Cardiologi: 1 milione di pazienti non accede a procedure senza cicatrici

I progressi scientifici e tecnologici nel campo dell’interventistica cardiovascolare “hanno contribuito sensibilmente a garantire il mantenimento e il miglioramento dello stato di Salute della popolazione. Oggi ci sono evidenze scientifiche indiscutibili che dimostrano che le tecniche interventistiche percutanee mini-invasive sono sicure, efficaci costituendo così lo standard di cura da garantire ai pazienti.

Eppure ancora un terzo dei pazienti, circa 1 milione di persone, non hanno accesso a queste procedure ‘senza cicatrici’, per mancata applicazione delle raccomandazioni internazionali con significative disparità territoriali legate alla frammentazione a livello regionale del Ssn”. E’ la denuncia della Società italiana di cardiologia interventistica (Gise), che oggi a Roma ha promosso la terza edizione di ‘Think Heart with Gise’.

“L’Italia può vantare grande esperienza e professionalità nell’area della cardiologia interventistica, che si può definire di eccellenza – ha affermato Giuseppe Tarantini, presidente Gise – Tuttavia è ancora necessario lavorare per favorire un accesso più allargato alle metodiche percutanee mininvasive che al momento, nel nostro Paese, sono ancora sottoutilizzate rispetto alla media degli altri Paesi europei, ponendo l’Italia non ancora ai primi posti in questo settore, con conseguente sotto-trattamento dei pazienti”.

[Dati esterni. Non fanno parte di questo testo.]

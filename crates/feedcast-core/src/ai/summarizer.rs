use std::sync::Arc;
use std::time::Duration;

use super::providers::{AiProvider, OpenAiProvider};
use crate::config::AppConfig;
use crate::{Error, Result};

/// AI summarizer that wraps the configured provider and bounds every
/// call with a timeout
pub struct Summarizer {
    provider: Arc<dyn AiProvider>,
    timeout: Duration,
}

impl Summarizer {
    /// Create a new summarizer based on configuration
    pub fn new(config: &AppConfig) -> Result<Self> {
        let provider: Arc<dyn AiProvider> = match config.ai.provider.as_str() {
            "openai" => {
                let api_key = config.ai.openai_api_key.as_ref().ok_or_else(|| {
                    Error::Config("OpenAI API key not configured".to_string())
                })?;
                Arc::new(OpenAiProvider::new(
                    api_key,
                    &config.ai.model,
                    &config.ai.prompt,
                ))
            }
            other => {
                return Err(Error::Config(format!("Unknown AI provider: {}", other)));
            }
        };

        Ok(Self {
            provider,
            timeout: Duration::from_secs(config.ai.request_timeout_secs),
        })
    }

    /// Build a summarizer around an explicit provider
    pub fn with_provider(provider: Arc<dyn AiProvider>, timeout: Duration) -> Self {
        Self { provider, timeout }
    }

    /// Generate a summary for article content. A hung provider counts
    /// as a failure, not a stall: the call is abandoned at the timeout.
    pub async fn summarize(&self, content: &str) -> Result<String> {
        match tokio::time::timeout(self.timeout, self.provider.summarize(content)).await {
            Ok(result) => result,
            Err(_) => Err(Error::Summarizer(format!(
                "summarization timed out after {}s",
                self.timeout.as_secs()
            ))),
        }
    }
}

#[cfg(test)]
mod tests {
    use super::*;

    struct SlowProvider;

    #[async_trait::async_trait]
    impl AiProvider for SlowProvider {
        async fn summarize(&self, _content: &str) -> Result<String> {
            tokio::time::sleep(Duration::from_secs(3600)).await;
            Ok("never".to_string())
        }
    }

    #[tokio::test(start_paused = true)]
    async fn test_timeout_turns_a_hung_provider_into_an_error() {
        let summarizer =
            Summarizer::with_provider(Arc::new(SlowProvider), Duration::from_secs(1));

        let result = summarizer.summarize("text").await;
        assert!(matches!(result, Err(Error::Summarizer(_))));
    }

    #[test]
    fn test_missing_api_key_is_a_config_error() {
        let config = AppConfig::default();
        assert!(matches!(
            Summarizer::new(&config),
            Err(Error::Config(_))
        ));
    }

    #[test]
    fn test_unknown_provider_is_rejected() {
        let mut config = AppConfig::default();
        config.ai.provider = "prophecy".to_string();
        assert!(matches!(
            Summarizer::new(&config),
            Err(Error::Config(_))
        ));
    }
}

Secondo i cardiologi le cause della disomogeneità di trattamento e di accesso agli standard minimi di cura sono: la frammentarietà dei meccanismi di finanziamento, l’assenza di appropriati meccanismi di codifica e rimborso e la mancanza di una chiara governance regionale in materia di innovazione tecnologica.

Gise intende quindi “stimolare il dibattito su questo tema con le diverse istituzioni presenti al tavolo di discussione presentando un percorso strategico (una roadmap) con cui promuovere la risoluzione delle barriere precedentemente elencate”.

In sintesi la roadmap prevede: il rilancio dell’attività di supporto alla diffusione delle Linee guida ministeriali sulla codifica, alla luce della ripartenza del Progetto It-DRG da parte dell’Iss; pubblicare e promuovere la diffusione di Linee Guida Gise; lavorare all’accreditamento delle società scientifiche all’interno del Piano nazionale esiti e del piano nazionale Hta, attraverso un’interlocuzione diretta con Agenas; rafforzare la posizione di Gise a livello istituzionale e la sua presenza ai tavoli decisionali regionali e nazionali; contribuire ad una corretta diffusione delle informazioni sull’impatto clinico, sociale ed economico delle patologie strutturali cardiache a tutti gli interlocutori (decisori e pazienti).

Infine, identificare mediante il confronto con le istituzioni le modalità di trattamento del paziente (percorsi diagnostico-terapeutici) che garantiscano appropriatezza clinica e gestionale con livelli di cura omogenei su tutto il territorio italiano.